Dies gilt insbesondere für Studierende, die Schwierigkeiten mit der Selbstregulation haben, beispielsweise solche mit einer Aufmerksamkeitsdefizit-Hyperaktivitätsstörung (ADHS).
„Vielen Lehrern fällt es schwer, eine positive Beziehung zu Kindern mit ADHS-Symptomen aufzubauen“, sagt die Bildungsforscherin. „Unsere Studie zeigte jedoch, dass Kinder mit Selbstregulationsschwierigkeiten in Unterrichtsstunden, in denen sie sich von ihrem Lehrer besonders unterstützt fühlten, eher angaben, sich besser konzentrieren und den Klassenregeln folgen zu können.“
„Daher lohnt es sich, im Unterricht positiv auf diese Kinder zuzugehen und echtes Interesse an ihnen zu zeigen, denn so kann der Druck auf die Lehrkräfte langfristig verringert und mehr Ruhe in den Unterricht gebracht werden.“
Der DIPF-Forscher empfiehlt außerdem, dass Lehrkräfte ihre Studierenden von Zeit zu Zeit um Feedback zu ihrem Unterricht bitten. Obwohl dies für viele immer noch ein Tabu ist, kann es wertvolle Hinweise liefern, wie man seinen Unterricht besser auf die Bedürfnisse einzelner Studierender abstimmen kann.
An der Studie nahmen insgesamt 64 Schülerinnen und Schüler der Jahrgangsstufen 5 und 6 teil. Sie gehörten nicht unbedingt derselben Schule oder Klasse an, sondern wurden beispielsweise über einen E-Mail-Aufruf an Musikschulen, Sport- und Freizeitzentren rekrutiert.
Zu Beginn der Studie füllten die Kinder einen Fragebogen zu allgemeinen Informationen wie ihrer Klassenstufe und Schulart sowie zur Einschätzung ihrer Selbstregulationsfähigkeiten aus. In den nächsten drei Schulwochen beantworteten die Kinder täglich Fragen zur letzten Unterrichtsstunde eines jeden Tages.
Die Fragen bezogen sich auf die Qualität des Unterrichts (z.
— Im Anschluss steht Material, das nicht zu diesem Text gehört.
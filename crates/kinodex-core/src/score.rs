//! Candidate relevance scoring.
//!
//! Candidates are scored on word overlap with the query, discounted by
//! how consistent the two word sets are and by where the candidate sat
//! in the provider's result listing. The numbers here are calibrated
//! against real search listings; changing any of them shifts which of
//! two plausible titles wins, so treat them as a unit.

use tracing::trace;

use crate::provider::TitleId;

/// Scores below this are noise and the candidate is dropped.
pub const SCORE_FLOOR: f64 = 1000.0;

/// Words of a normalized title, in order, duplicates kept.
#[derive(Debug, Clone)]
pub struct WordBag {
    words: Vec<String>,
}

impl WordBag {
    pub fn new(text: &str) -> Self {
        Self {
            words: text
                .split(' ')
                .filter(|word| !word.is_empty())
                .map(str::to_owned)
                .collect(),
        }
    }

    pub fn len(&self) -> usize {
        self.words.len()
    }

    pub fn is_empty(&self) -> bool {
        self.words.is_empty()
    }

    pub fn contains(&self, word: &str) -> bool {
        self.words.iter().any(|w| w == word)
    }

    pub fn iter(&self) -> impl Iterator<Item = &str> {
        self.words.iter().map(String::as_str)
    }
}

/// A surviving search hit, ready for scoring.
#[derive(Debug, Clone)]
pub struct Candidate {
    pub id: TitleId,
    pub words: WordBag,
    /// Listing-position penalty, see [`ordinal`].
    pub ordinal: f64,
    pub score: f64,
}

impl Candidate {
    pub fn new(id: TitleId, normalized_title: &str, ordinal: f64) -> Self {
        Self {
            id,
            words: WordBag::new(normalized_title),
            ordinal,
            score: 0.0,
        }
    }
}

/// Listing-position penalty for the `set`-th kept entry of the
/// `block`-th result block, both one-based. Later blocks are penalized
/// superlinearly; position within a block linearly.
pub fn ordinal(set: usize, block: usize) -> f64 {
    set as f64 * (block as f64).powf(1.5)
}

/// Relevance of one candidate against the query words, or `None` when
/// the candidate should be discarded.
///
/// Overlap counts query words with multiplicity: a word the query
/// repeats counts once per repetition if the candidate has it at all.
pub fn relevance(query: &WordBag, candidate: &Candidate) -> Option<f64> {
    let query_count = query.len();
    let candidate_count = candidate.words.len();

    let overlapping = query
        .iter()
        .filter(|word| candidate.words.contains(word))
        .count();
    if overlapping == 0 {
        return None;
    }

    let highest = query_count.max(candidate_count);
    let missing = highest - overlapping;
    let spread = query_count.abs_diff(candidate_count) + 1;

    let consistency = (missing as f64 - overlapping as f64 / highest as f64) * spread as f64;
    if highest as f64 * 1.4 < consistency {
        return None;
    }

    let zone = 20.0 - consistency;
    let exponent = (zone / 4.0).max(1.0);
    let mut score = (overlapping as f64 * zone).powf(exponent) / candidate.ordinal;

    // A candidate the query covers completely, at nearly the same
    // length, is almost certainly the title being asked for.
    if candidate_count == overlapping && (spread == 1 || spread == 2) {
        score *= 10.0 * overlapping as f64 * spread as f64;
    }

    if score < SCORE_FLOOR {
        return None;
    }
    Some(score)
}

/// Score every candidate in place, dropping the ones that fail.
pub fn score_candidates(query: &WordBag, candidates: &mut Vec<Candidate>) {
    candidates.retain_mut(|candidate| match relevance(query, candidate) {
        Some(score) => {
            candidate.score = score;
            true
        }
        None => {
            trace!(id = %candidate.id, "candidate discarded");
            false
        }
    });
}

#[cfg(test)]
mod tests {
    use super::*;

    fn candidate(text: &str, ordinal: f64) -> Candidate {
        Candidate::new(TitleId(1), text, ordinal)
    }

    #[test]
    fn word_bag_splits_and_skips_empties() {
        let bag = WordBag::new("the dark knight");
        assert_eq!(bag.len(), 3);
        assert!(bag.contains("dark"));
        assert!(!bag.contains("knight rises"));
        assert!(WordBag::new("").is_empty());
    }

    #[test]
    fn no_overlap_is_discarded() {
        let query = WordBag::new("inception");
        assert!(relevance(&query, &candidate("memento", 1.0)).is_none());
    }

    #[test]
    fn wide_spread_trips_the_consistency_gate() {
        // One shared word across a five-word length gap.
        let query = WordBag::new("movie title");
        let far = candidate("movie of a totally different seven thing", 1.0);
        assert!(relevance(&query, &far).is_none());
    }

    #[test]
    fn weak_match_survives_only_at_low_ordinals() {
        let query = WordBag::new("saw");
        let near = candidate("saw ii", 1.0);
        assert!(relevance(&query, &near).is_some());

        let deep = candidate("saw ii", 2500.0);
        assert!(relevance(&query, &deep).is_none());
    }

    #[test]
    fn ordinal_divides_the_score_linearly() {
        let query = WordBag::new("the dark knight");
        let front = relevance(&query, &candidate("the dark knight", ordinal(1, 1))).unwrap();
        let deep = relevance(&query, &candidate("the dark knight", ordinal(1, 4))).unwrap();
        // Block 4 carries an 8x penalty over block 1.
        assert_eq!(ordinal(1, 4), 8.0);
        assert_eq!(front, deep * 8.0);
    }

    #[test]
    fn more_shared_words_never_score_lower() {
        // Same candidate, same query length: only the overlap grows, so
        // the length spread and the word-count ceiling stay fixed.
        let hit = candidate("alpha beta gamma delta epsilon", 1.0);
        let scores: Vec<f64> = [
            "alpha beta foo bar",
            "alpha beta gamma bar",
            "alpha beta gamma delta",
        ]
        .iter()
        .map(|text| relevance(&WordBag::new(text), &hit).unwrap())
        .collect();
        for pair in scores.windows(2) {
            assert!(pair[1] >= pair[0]);
        }
    }

    #[test]
    fn exact_title_outranks_longer_title() {
        let query = WordBag::new("alien");
        let exact = relevance(&query, &candidate("alien", 1.0)).unwrap();
        let longer = relevance(&query, &candidate("alien resurrection", 1.0)).unwrap();
        assert!(exact > longer);
    }

    #[test]
    fn near_exact_bonus_needs_full_coverage() {
        let query = WordBag::new("dark knight rises");
        // Fully covered, one word shorter: bonus applies.
        let covered = relevance(&query, &candidate("dark knight", 1.0)).unwrap();
        // Same overlap but with an extra foreign word: no bonus.
        let padded = relevance(&query, &candidate("dark knight returns", 1.0)).unwrap();
        assert!(covered > padded);
    }

    #[test]
    fn repeated_query_words_count_per_occurrence() {
        let query = WordBag::new("la la land");
        let hit = candidate("la land", 1.0);
        let score = relevance(&query, &hit).unwrap();
        assert!(score > SCORE_FLOOR);
    }

    #[test]
    fn score_candidates_drops_failures_in_place() {
        let query = WordBag::new("the dark knight");
        let mut candidates = vec![
            candidate("the dark knight", ordinal(1, 1)),
            candidate("something else entirely unrelated to it all", ordinal(2, 1)),
            candidate("the dark knight rises", ordinal(3, 1)),
        ];
        score_candidates(&query, &mut candidates);
        assert_eq!(candidates.len(), 2);
        assert!(candidates.iter().all(|c| c.score >= SCORE_FLOOR));
    }
}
B. Unterstützung durch den Lehrer, Unterbrechungen im Unterricht, Anregung zur Reflexion) sowie auf ihre Fähigkeit, sich im Unterricht selbst zu regulieren (z. B. Aufmerksamkeit, Impulskontrolle, motorische Aktivität).
Die Zusammenhänge zwischen den einzelnen Lektionen und den entsprechenden Tageseinträgen wurden mittels Mehrebenenanalyse ausgewertet. Die Ergebnisse wurden unter anderem auf intrapersonaler Ebene analysiert, was Rückschlüsse auf die Ebene des einzelnen Kindes zulässt. Darüber hinaus wurden zwischenmenschliche Zusammenhänge untersucht, was Rückschlüsse auf alle Teilnehmer gemeinsam zulässt.
Grenzen der Studie
Studien mit solch aufwändigem Design und täglichen Tagebüchern zielen immer darauf ab, Daten in möglichst kurzer Zeit zu sammeln. Daher wurde die Qualität der Lehre hier nur anhand weniger Aussagen gemessen, die sicherlich nicht alle Merkmale guter Lehre abdecken.
Zukünftige Studien sollten daher einen genaueren Blick auf die Interaktionsprozesse im Klassenzimmer werfen, um herauszufinden, welche Elemente des Unterrichts insbesondere für Kinder mit stärkeren ADHS-Symptomen besonders vorteilhaft sind.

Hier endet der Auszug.